TASK TO CARRY OUT -
If a line in the records contains the string "wiring", show that line.

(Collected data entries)
========================================
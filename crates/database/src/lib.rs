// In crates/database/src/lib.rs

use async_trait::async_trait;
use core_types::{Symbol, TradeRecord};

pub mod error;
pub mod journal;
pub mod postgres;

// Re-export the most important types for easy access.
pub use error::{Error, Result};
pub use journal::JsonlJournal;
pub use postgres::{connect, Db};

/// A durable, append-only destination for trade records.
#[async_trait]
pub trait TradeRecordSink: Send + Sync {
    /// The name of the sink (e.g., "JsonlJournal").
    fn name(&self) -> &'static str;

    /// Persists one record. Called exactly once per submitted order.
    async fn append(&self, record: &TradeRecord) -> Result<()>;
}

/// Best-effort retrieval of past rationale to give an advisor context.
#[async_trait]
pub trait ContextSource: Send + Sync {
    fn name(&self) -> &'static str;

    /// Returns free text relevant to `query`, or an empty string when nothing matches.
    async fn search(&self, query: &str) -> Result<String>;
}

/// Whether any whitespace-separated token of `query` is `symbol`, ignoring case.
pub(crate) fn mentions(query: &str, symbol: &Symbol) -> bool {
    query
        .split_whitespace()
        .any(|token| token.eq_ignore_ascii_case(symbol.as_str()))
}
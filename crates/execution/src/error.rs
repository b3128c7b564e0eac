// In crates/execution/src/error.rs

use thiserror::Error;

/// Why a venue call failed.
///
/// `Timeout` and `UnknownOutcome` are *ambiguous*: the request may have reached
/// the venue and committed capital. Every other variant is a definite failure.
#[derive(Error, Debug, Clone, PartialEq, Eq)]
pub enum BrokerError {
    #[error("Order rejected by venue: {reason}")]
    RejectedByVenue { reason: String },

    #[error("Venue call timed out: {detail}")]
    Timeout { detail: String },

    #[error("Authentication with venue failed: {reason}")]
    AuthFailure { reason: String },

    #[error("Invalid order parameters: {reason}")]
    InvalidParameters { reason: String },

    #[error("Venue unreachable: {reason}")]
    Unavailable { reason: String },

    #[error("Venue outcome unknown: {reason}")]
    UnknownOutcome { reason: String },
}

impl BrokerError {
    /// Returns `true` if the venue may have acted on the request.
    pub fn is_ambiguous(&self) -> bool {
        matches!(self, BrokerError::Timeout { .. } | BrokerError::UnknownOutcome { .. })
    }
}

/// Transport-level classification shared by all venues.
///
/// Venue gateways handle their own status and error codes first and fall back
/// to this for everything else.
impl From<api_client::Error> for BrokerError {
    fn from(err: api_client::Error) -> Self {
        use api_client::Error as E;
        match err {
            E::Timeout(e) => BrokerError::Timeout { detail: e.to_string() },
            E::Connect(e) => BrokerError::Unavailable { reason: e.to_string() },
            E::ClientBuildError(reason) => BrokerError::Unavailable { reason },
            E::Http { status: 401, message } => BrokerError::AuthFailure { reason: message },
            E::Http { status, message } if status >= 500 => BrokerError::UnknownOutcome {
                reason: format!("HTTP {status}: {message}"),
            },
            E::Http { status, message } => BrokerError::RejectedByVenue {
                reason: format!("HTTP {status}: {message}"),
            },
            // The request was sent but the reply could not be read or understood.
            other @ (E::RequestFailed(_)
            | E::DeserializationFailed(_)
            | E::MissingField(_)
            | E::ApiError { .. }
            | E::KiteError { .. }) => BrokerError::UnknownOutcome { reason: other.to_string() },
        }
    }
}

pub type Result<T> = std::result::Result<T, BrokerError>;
========================================
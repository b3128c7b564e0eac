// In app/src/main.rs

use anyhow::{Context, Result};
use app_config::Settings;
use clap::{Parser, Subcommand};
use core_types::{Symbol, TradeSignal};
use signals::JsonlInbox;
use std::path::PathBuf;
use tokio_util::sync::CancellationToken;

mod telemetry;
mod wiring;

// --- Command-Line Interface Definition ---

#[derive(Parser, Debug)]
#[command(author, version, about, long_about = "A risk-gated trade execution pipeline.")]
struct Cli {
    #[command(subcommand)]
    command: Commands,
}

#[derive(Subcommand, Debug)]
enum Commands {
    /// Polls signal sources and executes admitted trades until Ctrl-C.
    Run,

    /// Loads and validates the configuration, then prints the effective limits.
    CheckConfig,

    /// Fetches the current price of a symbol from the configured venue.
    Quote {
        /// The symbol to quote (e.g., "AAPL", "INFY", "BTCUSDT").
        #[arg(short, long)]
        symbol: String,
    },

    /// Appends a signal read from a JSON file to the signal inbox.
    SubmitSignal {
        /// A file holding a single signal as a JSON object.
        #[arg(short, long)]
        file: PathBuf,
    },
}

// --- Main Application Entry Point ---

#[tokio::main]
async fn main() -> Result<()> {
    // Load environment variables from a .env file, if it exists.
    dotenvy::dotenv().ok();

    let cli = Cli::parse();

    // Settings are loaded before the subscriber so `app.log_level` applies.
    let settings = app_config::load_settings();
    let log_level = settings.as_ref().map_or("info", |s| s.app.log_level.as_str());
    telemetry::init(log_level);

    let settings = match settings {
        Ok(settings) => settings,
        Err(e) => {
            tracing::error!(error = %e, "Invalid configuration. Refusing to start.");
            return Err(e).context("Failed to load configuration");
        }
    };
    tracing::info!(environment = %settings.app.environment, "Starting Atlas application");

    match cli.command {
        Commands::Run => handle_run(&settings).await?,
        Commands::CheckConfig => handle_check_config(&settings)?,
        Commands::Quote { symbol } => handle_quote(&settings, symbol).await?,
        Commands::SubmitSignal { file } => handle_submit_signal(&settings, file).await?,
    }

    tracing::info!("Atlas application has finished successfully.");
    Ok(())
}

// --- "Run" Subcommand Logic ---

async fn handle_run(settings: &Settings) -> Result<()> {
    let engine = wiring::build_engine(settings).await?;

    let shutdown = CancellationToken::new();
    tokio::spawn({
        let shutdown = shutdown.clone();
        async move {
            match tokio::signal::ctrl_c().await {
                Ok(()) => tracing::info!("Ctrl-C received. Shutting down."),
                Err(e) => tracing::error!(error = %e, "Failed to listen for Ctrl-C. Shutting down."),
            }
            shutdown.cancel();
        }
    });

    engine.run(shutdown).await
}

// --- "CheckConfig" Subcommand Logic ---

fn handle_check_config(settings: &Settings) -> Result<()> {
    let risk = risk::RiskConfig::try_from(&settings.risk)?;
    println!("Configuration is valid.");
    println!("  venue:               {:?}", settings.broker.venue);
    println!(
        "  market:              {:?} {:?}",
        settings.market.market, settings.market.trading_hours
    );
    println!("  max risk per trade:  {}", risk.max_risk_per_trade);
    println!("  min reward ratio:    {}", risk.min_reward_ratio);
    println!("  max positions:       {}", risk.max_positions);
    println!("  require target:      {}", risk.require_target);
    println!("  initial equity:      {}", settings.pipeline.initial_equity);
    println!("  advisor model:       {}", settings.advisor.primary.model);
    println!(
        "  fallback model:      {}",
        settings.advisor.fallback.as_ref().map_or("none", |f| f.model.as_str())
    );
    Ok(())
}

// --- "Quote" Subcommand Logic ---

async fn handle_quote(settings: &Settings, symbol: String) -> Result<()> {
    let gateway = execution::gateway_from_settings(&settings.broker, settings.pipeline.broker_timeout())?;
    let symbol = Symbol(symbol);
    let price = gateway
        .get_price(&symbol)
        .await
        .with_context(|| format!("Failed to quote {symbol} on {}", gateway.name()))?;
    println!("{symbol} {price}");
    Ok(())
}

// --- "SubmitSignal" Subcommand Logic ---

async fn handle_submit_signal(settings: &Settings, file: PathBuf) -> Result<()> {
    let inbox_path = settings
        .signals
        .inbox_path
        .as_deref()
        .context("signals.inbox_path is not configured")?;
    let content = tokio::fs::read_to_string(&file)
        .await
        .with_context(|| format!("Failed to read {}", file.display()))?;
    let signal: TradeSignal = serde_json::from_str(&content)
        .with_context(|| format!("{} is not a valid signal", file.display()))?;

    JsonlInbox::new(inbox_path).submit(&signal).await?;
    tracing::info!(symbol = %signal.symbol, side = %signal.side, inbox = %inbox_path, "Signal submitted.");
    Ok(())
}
========================================
RESPONSE TO THE TASK -
mod wiring;
    let engine = wiring::build_engine(settings).await?;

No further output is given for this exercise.